There is also a very interesting piece by Michael Walker on the Irish question. Walker is opposed to Sinn Fein not for moral reasons (he points out it is hypocritical for the British government to condemn terrorism after Dresden etc.), but for political reasons, i.e. for its attempts to “impose a new socialist order” on the whole island. The Catholics and the Ulster Presbyterians are the same people, of the same blood, and Walker castigates successive British governments for taking one side over the other. Britain has never treated Ireland on equal terms, and that is why the Irish have turned, out of desperation, to groups like Sinn Fein.

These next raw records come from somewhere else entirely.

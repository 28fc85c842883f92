use chrono::{DateTime, Utc};
use rust_decimal::Decimal;

use crate::models::Loan;

/// Fine owed on `loan` at `now`: one `daily_rate` per whole day past the
/// due date. Closed loans and loans not yet due owe nothing.
pub fn fine_for(loan: &Loan, daily_rate: Decimal, now: DateTime<Utc>) -> Decimal {
    Decimal::from(loan.days_overdue(now)) * daily_rate
}
#[cfg(test)]
mod tests {
    use super::fixtures::{book, input};
    use super::*;

    #[test]
    fn test_new_book_defaults_available_to_total() {
        let new_book = NewBook::from_input(input("978-1718500440", 3), Utc::now()).unwrap();
        assert_eq!(new_book.available_copies, 3);
        let book = new_book.into_book(7);
        assert_eq!(book.id, 7);
        assert_eq!(book.state, BookState::Active);
        assert!(book.is_available());
    }

    #[test]
    fn test_new_book_validation() {
        let mut bad = input("978-1718500440", 0);
        assert!(matches!(
            NewBook::from_input(bad.clone(), Utc::now()),
            Err(AppError::ValidationError(_))
        ));

        bad.total_copies = 2;
        bad.available_copies = Some(3);
        assert!(matches!(
            NewBook::from_input(bad.clone(), Utc::now()),
            Err(AppError::ValidationError(_))
        ));

        bad.available_copies = None;
        bad.isbn = "not-an-isbn".to_string();
        assert!(NewBook::from_input(bad.clone(), Utc::now()).is_err());

        bad.isbn = "0-306-40615-2".to_string();
        bad.price = Some(Decimal::new(-1, 0));
        assert!(NewBook::from_input(bad, Utc::now()).is_err());
    }

    #[test]
    fn test_take_copy_and_restock_respect_bounds() {
        let now = Utc::now();
        let mut book = book(1, 1, 1);
        book.take_copy(now).unwrap();
        assert_eq!(book.available_copies, 0);
        assert!(matches!(book.take_copy(now), Err(AppError::Unavailable(_))));
        assert_eq!(book.available_copies, 0);

        assert!(book.restock(now));
        assert_eq!(book.available_copies, 1);
        assert!(!book.restock(now));
        assert_eq!(book.available_copies, 1);
    }

    #[test]
    fn test_retired_book_cannot_be_taken() {
        let now = Utc::now();
        let mut book = book(1, 2, 2);
        book.retire(now);
        assert!(!book.is_available());
        assert!(matches!(book.take_copy(now), Err(AppError::Unavailable(_))));
    }

    #[test]
    fn test_update_shifts_available_with_total() {
        let now = Utc::now();
        let mut book = book(1, 5, 3);
        book.apply(
            BookUpdate {
                total_copies: Some(7),
                ..Default::default()
            },
            now,
        )
        .unwrap();
        assert_eq!((book.total_copies, book.available_copies), (7, 5));

        // two copies are out, so the total cannot drop below two
        let err = book.apply(
            BookUpdate {
                total_copies: Some(1),
                ..Default::default()
            },
            now,
        );
        assert!(matches!(err, Err(AppError::ValidationError(_))));
        assert_eq!((book.total_copies, book.available_copies), (7, 5));
    }

    #[test]
    fn test_search_matches_and_orders() {
        let mut a = book(1, 1, 1);
        a.title = "Zero to Production".into();
        a.author = "Luca Palmieri".into();
        let mut b = book(2, 1, 0);
        b.title = "Programming Rust".into();
        b.genre = None;

        let search = BookSearch {
            title: Some("PROD".into()),
            ..Default::default()
        };
        assert!(search.matches(&a));
        assert!(!search.matches(&b));

        let lent_out = BookSearch {
            available: Some(false),
            ..Default::default()
        };
        assert!(!lent_out.matches(&a));
        assert!(lent_out.matches(&b));

        let by_title = BookSearch::default();
        assert_eq!(by_title.compare(&a, &b), Ordering::Greater);

        let by_genre_desc = BookSearch {
            sort_by: Some(BookSortKey::Genre),
            sort_order: Some(SortOrder::Desc),
            ..Default::default()
        };
        // missing genre sorts last ascending, so first descending
        assert_eq!(by_genre_desc.compare(&b, &a), Ordering::Less);
    }

    #[test]
    fn test_title_sort_ignores_case() {
        let mut lower = book(1, 1, 1);
        lower.title = "abaddon's gate".into();
        let mut upper = book(2, 1, 1);
        upper.title = "Babel".into();

        let by_title = BookSearch::default();
        assert_eq!(by_title.compare(&lower, &upper), Ordering::Less);

        upper.title = "ABADDON'S GATE".into();
        // equal ignoring case, so the id decides
        assert_eq!(by_title.compare(&lower, &upper), Ordering::Less);
        assert_eq!(BookSortKey::Author.column(), "LOWER(author)");
    }
}
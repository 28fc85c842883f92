use crate::error::AppError;
use bcrypt::{hash, verify};

/// Hashes a password with the configured bcrypt cost.
pub fn hash_password(password: &str, cost: u32) -> Result<String, AppError> {
    hash(password, cost)
        .map_err(|e| AppError::InternalServerError(format!("Failed to hash password: {}", e)))
}

/// Malformed hashes are reported as internal errors, not as a mismatch.
pub fn verify_password(password: &str, hashed_password: &str) -> Result<bool, AppError> {
    verify(password, hashed_password)
        .map_err(|e| AppError::InternalServerError(format!("Failed to verify password: {}", e)))
}
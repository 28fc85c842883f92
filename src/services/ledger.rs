//! Read side of the loan ledger. Rows are turned into [`LoanDetails`] at
//! the time of the call so overdue flags are never stale.

use chrono::{DateTime, Utc};
use validator::Validate;

use crate::error::{AppError, AppResult};
use crate::models::{LoanDetails, LoanSearch, Page};
use crate::store::LibraryStore;

pub async fn get_loan(
    store: &dyn LibraryStore,
    loan_id: i32,
    now: DateTime<Utc>,
) -> AppResult<LoanDetails> {
    store
        .find_loan(loan_id)
        .await?
        .map(|row| LoanDetails::from_row(row, now))
        .ok_or_else(|| AppError::NotFound(format!("Loan {} not found", loan_id)))
}

pub async fn search_loans(
    store: &dyn LibraryStore,
    search: &LoanSearch,
    now: DateTime<Utc>,
) -> AppResult<Page<LoanDetails>> {
    search.validate()?;
    let page = store.search_loans(search, now).await?;
    Ok(Page {
        items: page
            .items
            .into_iter()
            .map(|row| LoanDetails::from_row(row, now))
            .collect(),
        total_count: page.total_count,
        page: page.page,
        page_size: page.page_size,
        total_pages: page.total_pages,
    })
}

pub async fn borrower_loans(
    store: &dyn LibraryStore,
    borrower_id: i32,
    now: DateTime<Utc>,
) -> AppResult<Vec<LoanDetails>> {
    let rows = store.borrower_loans(borrower_id).await?;
    Ok(rows.into_iter().map(|row| LoanDetails::from_row(row, now)).collect())
}

pub async fn overdue_loans(
    store: &dyn LibraryStore,
    now: DateTime<Utc>,
) -> AppResult<Vec<LoanDetails>> {
    let rows = store.overdue_loans(now).await?;
    Ok(rows.into_iter().map(|row| LoanDetails::from_row(row, now)).collect())
}

#[cfg(test)]
mod tests {
    use super::*;
    use crate::models::book::fixtures;
    use crate::models::{BorrowRequest, LoanSortKey, NewBook, SortOrder};
    use crate::services::circulation::{borrow_book, CirculationPolicy};
    use crate::store::MemoryStore;
    use chrono::Duration;

    async fn seed_loans(store: &MemoryStore) -> (i32, i32) {
        let mut uow = store.begin().await.unwrap();
        let a = uow
            .insert_book(NewBook::from_input(fixtures::input("978-0000000101", 2), Utc::now()).unwrap())
            .await
            .unwrap();
        let b = uow
            .insert_book(NewBook::from_input(fixtures::input("978-0000000102", 2), Utc::now()).unwrap())
            .await
            .unwrap();
        uow.commit().await.unwrap();

        let policy = CirculationPolicy::default();
        let request = |book_id| BorrowRequest {
            book_id,
            due_date: None,
            notes: None,
        };
        let old = Utc::now() - Duration::days(30);
        let late = borrow_book(store, &policy, 1, request(a.id), old).await.unwrap();
        let fresh = borrow_book(store, &policy, 1, request(b.id), Utc::now()).await.unwrap();
        (late.id, fresh.id)
    }

    #[actix_rt::test]
    async fn test_overdue_queries() {
        let store = MemoryStore::new();
        let (late, fresh) = seed_loans(&store).await;
        let now = Utc::now();

        let overdue = overdue_loans(&store, now).await.unwrap();
        assert_eq!(overdue.len(), 1);
        assert_eq!(overdue[0].loan.id, late);
        assert!(overdue[0].is_overdue);
        assert_eq!(overdue[0].days_overdue, 16);

        let on_time = search_loans(
            &store,
            &LoanSearch {
                overdue: Some(false),
                ..Default::default()
            },
            now,
        )
        .await
        .unwrap();
        assert_eq!(on_time.total_count, 1);
        assert_eq!(on_time.items[0].loan.id, fresh);
    }

    #[actix_rt::test]
    async fn test_listing_order() {
        let store = MemoryStore::new();
        let (late, fresh) = seed_loans(&store).await;
        let now = Utc::now();

        let mine = borrower_loans(&store, 1, now).await.unwrap();
        let ids: Vec<i32> = mine.iter().map(|d| d.loan.id).collect();
        assert_eq!(ids, vec![fresh, late]);

        let by_due = search_loans(
            &store,
            &LoanSearch {
                sort_by: Some(LoanSortKey::DueDate),
                sort_order: Some(SortOrder::Asc),
                ..Default::default()
            },
            now,
        )
        .await
        .unwrap();
        let ids: Vec<i32> = by_due.items.iter().map(|d| d.loan.id).collect();
        assert_eq!(ids, vec![late, fresh]);

        assert!(matches!(
            get_loan(&store, 404, now).await,
            Err(AppError::NotFound(_))
        ));
        assert_eq!(get_loan(&store, late, now).await.unwrap().book_title, "The Rust Programming Language");
    }
}
pub mod auth;
pub mod books;
pub mod health;
pub mod loans;
pub mod tasks;
pub mod users;

use actix_web::web;

pub fn config(cfg: &mut web::ServiceConfig) {
    cfg.service(
        web::scope("/auth")
            .service(auth::login)
            .service(auth::register)
            .service(auth::profile)
            .service(auth::update_profile),
    )
    .service(web::scope("/users").service(users::update_role))
    .service(
        web::scope("/books")
            .service(books::search_books)
            .service(books::available_books)
            .service(books::genres)
            .service(books::create_book)
            .service(books::get_book)
            .service(books::availability)
            .service(books::update_book)
            .service(books::retire_book),
    )
    .service(
        web::scope("/loans")
            .service(loans::borrow)
            .service(loans::return_loan)
            .service(loans::search_loans)
            .service(loans::my_loans)
            .service(loans::overdue_loans)
            .service(loans::get_loan)
            .service(loans::loan_fine),
    )
    .service(
        web::scope("/tasks")
            .service(tasks::get_tasks)
            .service(tasks::create_task)
            .service(tasks::get_task)
            .service(tasks::update_task)
            .service(tasks::delete_task),
    );
}
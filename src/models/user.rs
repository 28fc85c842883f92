use chrono::{DateTime, Utc};
use serde::{Deserialize, Serialize};
use sqlx::FromRow;
use validator::Validate;

/// Access level of an account.
/// Corresponds to the `user_role` SQL enum.
#[derive(Debug, Serialize, Deserialize, Clone, Copy, PartialEq, Eq, sqlx::Type)]
#[sqlx(type_name = "user_role", rename_all = "lowercase")]
#[serde(rename_all = "lowercase")]
pub enum Role {
    /// Can browse, borrow for themselves and see their own loans.
    Member,
    /// Manages the catalog and processes returns.
    Librarian,
    /// Librarian rights plus role management.
    Admin,
}

impl Role {
    /// Librarians and admins run the front desk.
    pub fn is_staff(self) -> bool {
        matches!(self, Role::Librarian | Role::Admin)
    }
}

/// A registered account, safe to serialize.
#[derive(Debug, Clone, Serialize, Deserialize, FromRow, PartialEq)]
pub struct User {
    pub id: i32,
    pub username: String,
    pub full_name: String,
    pub email: String,
    pub role: Role,
    pub created_at: DateTime<Utc>,
}

/// A user row including the password hash; never leaves the server.
#[derive(Debug, Clone, FromRow)]
pub struct UserCredentials {
    #[sqlx(flatten)]
    pub user: User,
    pub password_hash: String,
}

/// An account about to be stored.
#[derive(Debug, Clone)]
pub struct NewUser {
    pub username: String,
    pub full_name: String,
    pub email: String,
    pub password_hash: String,
    pub role: Role,
}

/// Body of `PUT /api/auth/profile`. Absent fields are left untouched; the
/// email and role cannot be changed here.
#[derive(Debug, Default, Deserialize, Serialize, Validate)]
pub struct ProfileUpdate {
    #[validate(
        length(min = 3, max = 32),
        regex(
            path = "crate::auth::USERNAME_REGEX",
            message = "Username must be alphanumeric, underscores, or hyphens"
        )
    )]
    pub username: Option<String>,
    /// Name shown on loan records.
    #[validate(length(min = 1, max = 200))]
    pub full_name: Option<String>,
}

/// Body of `PUT /api/users/{id}/role`.
#[derive(Debug, Deserialize, Serialize)]
pub struct RoleUpdate {
    pub role: Role,
}

#[cfg(test)]
mod tests {
    use super::*;

    #[test]
    fn test_staff_roles() {
        assert!(!Role::Member.is_staff());
        assert!(Role::Librarian.is_staff());
        assert!(Role::Admin.is_staff());
    }

    #[test]
    fn test_profile_update_validation() {
        assert!(ProfileUpdate::default().validate().is_ok());
        let renamed = ProfileUpdate {
            username: Some("night_owl".into()),
            full_name: Some("Night Owl".into()),
        };
        assert!(renamed.validate().is_ok());
        let bad_username = ProfileUpdate {
            username: Some("night owl!".into()),
            ..Default::default()
        };
        assert!(bad_username.validate().is_err());
        let blank_name = ProfileUpdate {
            full_name: Some(String::new()),
            ..Default::default()
        };
        assert!(blank_name.validate().is_err());
    }

    #[test]
    fn test_role_serializes_lowercase() {
        assert_eq!(serde_json::to_string(&Role::Librarian).unwrap(), "\"librarian\"");
        let update: RoleUpdate = serde_json::from_str(r#"{"role":"admin"}"#).unwrap();
        assert_eq!(update.role, Role::Admin);
    }
}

Walker examines Irish history and makes a persuasive case that reconciliation has always been “sabotaged by those for whom the land and its people were a colony.” The conflict over the centuries has been characterised by appalling excesses on both sides.
Ireland, he believes, should be reunited with Britain. The true Celts had largely been driven out of Ireland by the 17th century. Those who lay claim to the Gaelic heritage today and call themselves ‘Fenians’ are actually more representative of the pre-Celtic bog dwellers, the Formorians, who have “come out of their holes now that the ancient heroes have gone.” Meanwhile, those of the true Celtic lineage have contributed greatly to ‘English’ literature and culture.
“It is not for Ulster’s sake that Sinn Fein must be defeated. It is for Ireland’s.” Sinn Fein is “a Jacobin organisation, ” and a Sinn Fein victory would “complete the intellectual and cultural pauperisation of Ireland.” Walker predicts (prophetically as it turned out) that Sinn Fein would support non-European immigration into Ireland. Sinn Fein may in fact be the greatest traitors and turncoats in all of Irish history. Walker wants the Jacobin tricolour to be replaced with the true flag of Erin, the golden harp on a background of green…the “flag of the Milesian kings.”
This issue is also notable for Mario Aprile’s article about Julius Evola. Evola is now a household name in nationalist circles, but this article (from 1984) was probably the first time his ideas were introduced to an English-speaking political audience. Further pieces on (and by) Evola would follow over the course of the next few issues. There is also an excellent article on the complex relationship between Nietzsche and Wagner, as well as a fascinating piece on the story of Tristan and Iseult, in which the Judeo-Christian view of love is contrasted (unfavourably) with the superior Indo-European view (ROMA vs AMOR).